Assistant professor and director named IntNSA’s 2019 Education Award recipient.

Baltimore, Md. – Two University of Maryland School of Nursing (UMSON) faculty members brought the International Nurses Society on Addictions (IntNSA) 43rd Annual Education Conference to Baltimore at a time when the Baltimore metropolitan area’s rate of opioid-involved overdose deaths per 100,000 residents is nearly 70% of the entire state of Maryland’s rate, and the state’s rate of opioid-related overdose deaths is twice the national rate.

Katherine Fornili, DNP ’16, MPH, RN, CARN, FIAAN, (left) assistant professor and president of IntNSA, and Charon Burda, DNP ’16, PMHCNS, PMHNP-BC, CARN-AP, (right) assistant professor and director of the Doctor of Nursing Practice Psychiatric Mental Health Nurse Practitioner – Family specialty and director at large of IntNSA, helped bring more than 230 nurses from more than 10 countries to the conference, Oct. 9-12. The event focused on the knowledge, skills, and abilities of nurses who care for people with substance use and addictive disorders and provided a platform for attendees to increase their skills and knowledge for collaborative practice with other health care colleagues to further patient-centered care for those with substance use disorders (SUDs). IntNSA recently achieved affiliate status with the International Council of Nurses.

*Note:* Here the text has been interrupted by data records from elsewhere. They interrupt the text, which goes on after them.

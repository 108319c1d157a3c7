use std::{fmt, str::FromStr};

use serde::{Deserialize, Serialize};

use super::game::GameError;

/// A cell coordinate. Rows grow downwards, columns grow to the right.
///
/// Positions are not bounded: translating off the grid is allowed and
/// it's up to the [`Board`](super::Board) to tell whether a cell exists.
#[derive(Clone, Copy, Debug, Hash, PartialEq, Eq, PartialOrd, Ord, Serialize, Deserialize)]
pub struct Position {
    pub row: i32,
    pub col: i32,
}

impl Position {
    pub fn new(row: i32, col: i32) -> Self {
        Self { row, col }
    }

    pub fn translate(&self, direction: Direction) -> Self {
        let (row_delta, col_delta) = direction.delta();
        Self::new(self.row + row_delta, self.col + col_delta)
    }

    /// The direction leading from `self` to `to`, if they are adjacent.
    ///
    /// Deltas saturate, so far away cells are reported with a clamped delta
    /// instead of overflowing.
    pub fn direction_to(&self, to: &Position) -> Result<Direction, GameError> {
        Direction::from_delta(
            to.row.saturating_sub(self.row),
            to.col.saturating_sub(self.col),
        )
    }
}

impl fmt::Display for Position {
    fn fmt(&self, f: &mut fmt::Formatter<'_>) -> fmt::Result {
        write!(f, "({}, {})", self.row, self.col)
    }
}

#[derive(Debug, Clone, Copy, Hash, PartialEq, Eq, PartialOrd, Ord, Serialize, Deserialize)]
pub enum Direction {
    Up,
    Down,
    Left,
    Right,
}

impl Direction {
    pub const ALL: [Direction; 4] = [
        Direction::Up,
        Direction::Down,
        Direction::Left,
        Direction::Right,
    ];

    /// `(row_delta, col_delta)` of a single step.
    pub fn delta(&self) -> (i32, i32) {
        match self {
            Direction::Up => (-1, 0),
            Direction::Down => (1, 0),
            Direction::Left => (0, -1),
            Direction::Right => (0, 1),
        }
    }

    pub fn invert(&self) -> Self {
        match self {
            Direction::Up => Direction::Down,
            Direction::Down => Direction::Up,
            Direction::Left => Direction::Right,
            Direction::Right => Direction::Left,
        }
    }

    pub fn from_delta(row_delta: i32, col_delta: i32) -> Result<Self, GameError> {
        Self::ALL
            .into_iter()
            .find(|d| d.delta() == (row_delta, col_delta))
            .ok_or(GameError::InvalidDirection {
                row_delta,
                col_delta,
            })
    }
}

impl TryFrom<(i32, i32)> for Direction {
    type Error = GameError;

    fn try_from((row_delta, col_delta): (i32, i32)) -> Result<Self, Self::Error> {
        Self::from_delta(row_delta, col_delta)
    }
}

impl FromStr for Direction {
    type Err = GameError;

    fn from_str(s: &str) -> Result<Self, Self::Err> {
        match s.trim().to_ascii_lowercase().as_str() {
            "u" | "up" => Ok(Direction::Up),
            "d" | "down" => Ok(Direction::Down),
            "l" | "left" => Ok(Direction::Left),
            "r" | "right" => Ok(Direction::Right),
            _ => Err(GameError::UnknownDirection(s.to_string())),
        }
    }
}

impl fmt::Display for Direction {
    fn fmt(&self, f: &mut fmt::Formatter<'_>) -> fmt::Result {
        let name = match self {
            Direction::Up => "UP",
            Direction::Down => "DOWN",
            Direction::Left => "LEFT",
            Direction::Right => "RIGHT",
        };
        f.write_str(name)
    }
}

/// Which of the two tokens. The primary one follows the requested
/// direction, the secondary one mirrors it.
#[derive(Debug, Clone, Copy, Hash, PartialEq, Eq, Serialize, Deserialize)]
pub enum DotKind {
    Primary,
    Secondary,
}

impl fmt::Display for DotKind {
    fn fmt(&self, f: &mut fmt::Formatter<'_>) -> fmt::Result {
        match self {
            DotKind::Primary => f.write_str("PRIMARY"),
            DotKind::Secondary => f.write_str("SECONDARY"),
        }
    }
}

“Addiction seems to be a major issue here in Baltimore City, and bringing experts from all over the world together to help find solutions is really important to us, to the School of Nursing, and to the work that we do,” Burda said.

In 2017, Maryland ranked among the top five states for opioid-related overdose deaths, with 1,985 deaths, or about 32 deaths for every 100,000 Maryland residents. That same year, more than 70,200 Americans died of drug overdoses, making overdose deaths a leading cause of death in the United States, according to the National Institute on Drug Abuse. With 275 million people worldwide using drugs at least once a year, IntNSA’s mission is to advance excellence in nursing care for the prevention and treatment of addictions for diverse populations across all practice settings through advocacy, collaboration, education, research, and policy development.

At the conference, Burda received IntNSA’s 2019 Education Award, which honors exemplary teacher who bring attention to addictions issues and stimulate knowledge development or research in addictions nursing through teaching. Burda was recognized for her continued work to educate students on the addiction process, to strive for excellence in interdisciplinary events, and to develop an addictions certificate for advanced practice nurses.

In 2010, Burda and Fornili co-developed the course Addictions, Society, and the Role of the Nurse, which has become one of the most popular undergraduate electives offered at UMSON. Students who have taken the course describe gaining an increased awareness of how our society creates a culture of judgment that allows addiction to continue and have reported that working with patients with SUDs is less challenging once they have an increased understanding of the addictions process and are aware of resources and interventions.

“People with substance use disorders recover better when the clinician and the patient can form a therapeutic alliance,” Fornili said. “What is really important is the ability of the nurse to instill the expectancy of hope in the patient. People do recover from substance use disorders, but they are more likely to do it when we can help them see that there is a way out of their predicament.”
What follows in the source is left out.